The ultimate repair: a whole new machine

After your Mac has been repaired/replaced:

Hopefully you had a data backup on an external hard drive before this whole mess started, because your only other options are either to pay a third-party a lot of money to recover your data, or just kiss those mp3s and family photos goodbye forever and start over from scratch.

If you did have a backup through Time Machine, good news: you can bring all of your data over to your new drive/new Mac very easily. Have that external drive hooked up to your Mac the first time you boot it up, and during the setup process you'll be asked if you want to restore from your Time Machine backup. If you do the restore, expect it to take a long time -- a 120 GB transfer from our Time Capsule to my wife's new MacBook took a couple of hours. The payoff of the Time Machine restore: almost everything from her old Mac transferred to the new one, right down to the open Finder windows and the window positions she had the last time she'd run a backup. The weeklong wait for the new Mac aside, once she sat down at her new MacBook, everything was almost exactly the same as the old one.

If you're running Snow Leopard, there's even more good news: as of OS X 10.6, Time Machine is finally smart enough to be able to recognize backups from older machines as valid for your new one, making hints like this one, a lengthy and Terminal-intensive process for getting old Time Machine backups to work on a new Mac, obsolete.

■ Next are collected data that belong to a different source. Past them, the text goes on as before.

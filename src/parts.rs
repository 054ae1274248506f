//! Part Analysis
//!
//! Splits a module into parts, one per top-level statement, and computes
//! the module-wide facts the linker needs to infer the module's kind:
//! - which names each part declares, reads and writes
//! - whether the part must be kept for its side effects
//! - top-level `await`/`return`/`this`/`import.meta`
//! - the static shape of a CommonJS `exports` object, when it has one

use crate::ast::visit::{References, collect_references};
use crate::ast::{AssignOp, DefaultValue, Expr, Prop, PropKey, Stmt};
use crate::side_effects::{PurityOptions, stmt_has_side_effects};
use bitflags::bitflags;
use indexmap::IndexSet;
use smallvec::SmallVec;

bitflags! {
    /// Per-part facts used by tree shaking and format checks.
    #[derive(Clone, Copy, Debug, Default, PartialEq, Eq, Hash)]
    pub struct PartFlags: u8 {
        /// Evaluating the statement may be observable
        const FORCE_KEEP = 0b0000_0001;
        /// Reachable top-level `await` or `for await`
        const HAS_TLA = 0b0000_0010;
        /// `import`, `export ... from` or `export * from`
        const MODULE_SYNTAX = 0b0000_0100;
        /// `return` outside of any function
        const TOP_LEVEL_RETURN = 0b0000_1000;
    }
}

/// One top-level statement as a linkable unit. Part `i` is statement `i`.
#[derive(Clone, Debug, Default)]
pub struct Part {
    /// Module-scope names the statement declares
    pub declared: Vec<String>,
    pub refs: References,
    pub flags: PartFlags,
    /// Import records referenced from this statement
    pub records: SmallVec<[u32; 2]>,
}

impl Part {
    pub fn is_force_keep(&self) -> bool {
        self.flags.contains(PartFlags::FORCE_KEEP)
    }
}

/// Module-wide facts gathered from all parts.
#[derive(Clone, Debug, Default)]
pub struct ModuleAnalysis {
    /// `import`/`export` statements are present
    pub uses_esm_syntax: bool,
    /// `module` or `exports` is referenced without a local declaration
    pub uses_cjs_globals: bool,
    pub has_top_level_return: bool,
    pub has_top_level_await: bool,
    pub top_level_this: bool,
    pub import_meta: bool,
    /// Every module-scope declaration, in source order
    pub declared: IndexSet<String>,
    /// Names read from module scope that nothing in the module declares
    pub unbound: IndexSet<String>,
    /// Names assigned onto `exports`/`module.exports`. `None` when the
    /// exports object is replaced by something other than an object literal.
    pub cjs_export_names: Option<IndexSet<String>>,
}

/// Split `stmts` into parts and summarize the module.
pub fn analyze_module(stmts: &[Stmt], purity: PurityOptions) -> (Vec<Part>, ModuleAnalysis) {
    let mut analysis = ModuleAnalysis::default();
    let mut parts = Vec::with_capacity(stmts.len());

    for stmt in stmts {
        let mut declared = stmt.declared_names();
        if let Stmt::ExportDefault(value) = stmt
            && default_export_local(value) == DEFAULT_EXPORT_LOCAL
        {
            declared.push(DEFAULT_EXPORT_LOCAL.to_string());
        }
        let refs = collect_references(std::slice::from_ref(stmt));
        let mut flags = PartFlags::empty();
        if stmt_has_side_effects(stmt, purity) {
            flags |= PartFlags::FORCE_KEEP;
        }
        if has_live_top_level_await(stmt) {
            flags |= PartFlags::HAS_TLA;
        }
        if has_top_level_return(stmt) {
            flags |= PartFlags::TOP_LEVEL_RETURN;
        }
        if is_module_syntax(stmt) {
            flags |= PartFlags::MODULE_SYNTAX;
            analysis.uses_esm_syntax = true;
        }
        analysis.has_top_level_await |= flags.contains(PartFlags::HAS_TLA);
        analysis.has_top_level_return |= flags.contains(PartFlags::TOP_LEVEL_RETURN);
        analysis.top_level_this |= refs.top_level_this;
        analysis.import_meta |= refs.import_meta;
        analysis.declared.extend(declared.iter().cloned());
        parts.push(Part {
            declared,
            refs,
            flags,
            records: SmallVec::new(),
        });
    }

    for part in &parts {
        for name in &part.refs.free {
            if !analysis.declared.contains(name) {
                analysis.unbound.insert(name.clone());
            }
        }
    }
    analysis.uses_cjs_globals =
        analysis.unbound.contains("module") || analysis.unbound.contains("exports");
    analysis.cjs_export_names = if analysis.uses_cjs_globals {
        cjs_export_shape(stmts)
    } else {
        Some(IndexSet::new())
    };

    (parts, analysis)
}

fn is_module_syntax(stmt: &Stmt) -> bool {
    match stmt {
        Stmt::Import(import) => !import.type_only,
        Stmt::ExportNamed(_) | Stmt::ExportAll(_) | Stmt::ExportDecl(_) | Stmt::ExportDefault(_) => {
            true
        }
        _ => false,
    }
}

/// Top-level `await` that can actually run: branches of an `if` with a
/// constant test that is never taken are ignored.
fn has_live_top_level_await(stmt: &Stmt) -> bool {
    match stmt {
        Stmt::If {
            test,
            consequent,
            alternate,
        } => match test.static_truthiness() {
            Some(true) => has_live_top_level_await(consequent),
            Some(false) => alternate
                .as_deref()
                .is_some_and(has_live_top_level_await),
            None => collect_references(std::slice::from_ref(stmt)).top_level_await,
        },
        Stmt::Block(body) => body.iter().any(has_live_top_level_await),
        Stmt::ExportDecl(inner) => has_live_top_level_await(inner),
        _ => collect_references(std::slice::from_ref(stmt)).top_level_await,
    }
}

fn has_top_level_return(stmt: &Stmt) -> bool {
    match stmt {
        Stmt::Return(_) => true,
        Stmt::If {
            consequent,
            alternate,
            ..
        } => has_top_level_return(consequent) || alternate.as_deref().is_some_and(has_top_level_return),
        Stmt::Block(body) => body.iter().any(has_top_level_return),
        Stmt::While { body, .. } | Stmt::ForOf { body, .. } => has_top_level_return(body),
        Stmt::Try {
            block,
            handler,
            finalizer,
            ..
        } => block
            .iter()
            .chain(handler.iter().flatten())
            .chain(finalizer.iter().flatten())
            .any(has_top_level_return),
        _ => false,
    }
}

/// Names a CommonJS module visibly exports:
/// `exports.x = ...`, `module.exports.x = ...`,
/// `module.exports = { x, ... }` and `Object.defineProperty(exports, "x", ...)`.
fn cjs_export_shape(stmts: &[Stmt]) -> Option<IndexSet<String>> {
    let mut names = IndexSet::new();
    for stmt in stmts {
        let Stmt::Expr(expr) = stmt else {
            continue;
        };
        match expr {
            Expr::Assign {
                op: AssignOp::Assign,
                target,
                value,
            } => {
                if is_module_exports(target) {
                    let Expr::Object(props) = value.as_ref() else {
                        return None;
                    };
                    names.clear();
                    for prop in props {
                        match prop {
                            Prop::KeyValue(PropKey::Named(key), _) => {
                                names.insert(key.clone());
                            }
                            _ => return None,
                        }
                    }
                } else if let Expr::Member(object, name) = target.as_ref()
                    && (matches!(object.as_ref(), Expr::Ident(ident) if ident == "exports")
                        || is_module_exports(object))
                {
                    names.insert(name.clone());
                }
            }
            Expr::Call(call) => {
                if call.callee.dotted_path().as_deref() == Some("Object.defineProperty")
                    && let [target, Expr::Str(name), ..] = call.args.as_slice()
                    && (matches!(target, Expr::Ident(ident) if ident == "exports")
                        || is_module_exports(target))
                    && name != "__esModule"
                {
                    names.insert(name.clone());
                }
            }
            _ => {}
        }
    }
    Some(names)
}

fn is_module_exports(expr: &Expr) -> bool {
    matches!(expr, Expr::Member(object, prop)
        if prop == "exports" && matches!(object.as_ref(), Expr::Ident(name) if name == "module"))
}

/// Name bound by an `export default` that has no name of its own.
pub const DEFAULT_EXPORT_LOCAL: &str = "default";

/// The module-scope name an `export default` statement binds.
pub fn default_export_local(value: &DefaultValue) -> &str {
    match value {
        DefaultValue::Function(function) => function.name.as_deref().unwrap_or(DEFAULT_EXPORT_LOCAL),
        DefaultValue::Class(class) => class.name.as_deref().unwrap_or(DEFAULT_EXPORT_LOCAL),
        DefaultValue::Expr(_) => DEFAULT_EXPORT_LOCAL,
    }
}

#[cfg(test)]
mod tests {
    use super::*;
    use crate::ast::build::*;
    use crate::ast::BinaryOp;

    fn analyze(stmts: &[Stmt]) -> (Vec<Part>, ModuleAnalysis) {
        analyze_module(stmts, PurityOptions::default())
    }

    #[test]
    fn test_one_part_per_statement() {
        let stmts = vec![
            import_named("./foo", &[("fn", "fn")]),
            function_decl("local", &[], vec![ret(call(ident("fn"), vec![]))]),
            expr_stmt(method_call(ident("console"), "log", vec![call(ident("local"), vec![])])),
        ];
        let (parts, analysis) = analyze(&stmts);
        assert_eq!(parts.len(), 3);
        assert_eq!(parts[0].declared, vec!["fn"]);
        assert!(parts[0].flags.contains(PartFlags::MODULE_SYNTAX));
        assert!(!parts[1].is_force_keep());
        assert!(parts[2].is_force_keep());
        assert!(parts[1].refs.free.contains("fn"));
        assert!(analysis.uses_esm_syntax);
        assert!(!analysis.uses_cjs_globals);
        assert_eq!(analysis.unbound.iter().collect::<Vec<_>>(), vec!["console"]);
    }

    #[test]
    fn test_top_level_await_in_dead_branch_is_ignored() {
        let dead = vec![if_stmt(bool_lit(false), expr_stmt(await_expr(ident("foo"))), None)];
        assert!(!analyze(&dead).1.has_top_level_await);

        let live = vec![expr_stmt(await_expr(ident("foo")))];
        let (parts, analysis) = analyze(&live);
        assert!(analysis.has_top_level_await);
        assert!(parts[0].flags.contains(PartFlags::HAS_TLA));

        let unknown = vec![if_stmt(ident("x"), expr_stmt(await_expr(ident("foo"))), None)];
        assert!(analyze(&unknown).1.has_top_level_await);
    }

    #[test]
    fn test_cjs_export_shape() {
        let (_, analysis) = analyze(&[
            exports_assign("a", num(1.0)),
            expr_stmt(assign(member(member(ident("module"), "exports"), "b"), num(2.0))),
        ]);
        assert!(analysis.uses_cjs_globals);
        let names = analysis.cjs_export_names.unwrap();
        assert_eq!(names.iter().collect::<Vec<_>>(), vec!["a", "b"]);

        let (_, literal) = analyze(&[module_exports_assign(object(vec![("x", num(1.0))]))]);
        assert_eq!(
            literal.cjs_export_names.unwrap().iter().collect::<Vec<_>>(),
            vec!["x"]
        );

        let (_, opaque) = analyze(&[module_exports_assign(call(ident("factory"), vec![]))]);
        assert!(opaque.cjs_export_names.is_none());
    }

    #[test]
    fn test_local_exports_binding_is_not_commonjs() {
        let (_, analysis) = analyze(&[
            const_decl("exports", object(vec![])),
            exports_assign("a", num(1.0)),
        ]);
        assert!(!analysis.uses_cjs_globals);
    }

    #[test]
    fn test_top_level_return() {
        let (parts, analysis) = analyze(&[if_stmt(
            binary(BinaryOp::StrictEq, ident("a"), num(1.0)),
            block(vec![Stmt::Return(None)]),
            None,
        )]);
        assert!(analysis.has_top_level_return);
        assert!(parts[0].flags.contains(PartFlags::TOP_LEVEL_RETURN));

        let (_, nested) = analyze(&[function_decl("f", &[], vec![Stmt::Return(None)])]);
        assert!(!nested.has_top_level_return);
    }

    #[test]
    fn test_default_export_local() {
        assert_eq!(default_export_local(&DefaultValue::Expr(num(1.0))), "default");
        let named = DefaultValue::Function(function(Some("main"), &[], vec![]));
        assert_eq!(default_export_local(&named), "main");
    }
}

The first time you enable Time Machine on the new Mac, it should detect your old backups. You'll then be asked: "Would you like to reuse the backup [Name of backup] with this computer? The backup was created on a different computer. If you reuse this backup it can no longer be used by the original computer." Your choices will be, "Do Not Backup Now," "Create New Backup," and "Reuse Backup." If you want to continue using your old Mac's backups, "Reuse Backup" is the choice you want. If you have a small drive backing up multiple Macs, like our 500 GB Time Capsule, you may still lose some older backup sessions as the drive tries to make room for a large initial backup of the new Mac, but at least you won't lose all of your old Time Machine backups the way you used to.

Having your Mac die on you can be a stressful experience. My wife spent much of the past week stressed beyond belief, even though she knew she was getting a replacement Mac, had all her data backed up, and had another Mac (mine) she could use in the meantime. But a week of angst while waiting for a new Mac to be shipped to you is nothing compared to the stress of having no way to replace your lost data, or no way to repair or replace a Mac that's suddenly gone from "best machine ever" to "very expensive paperweight."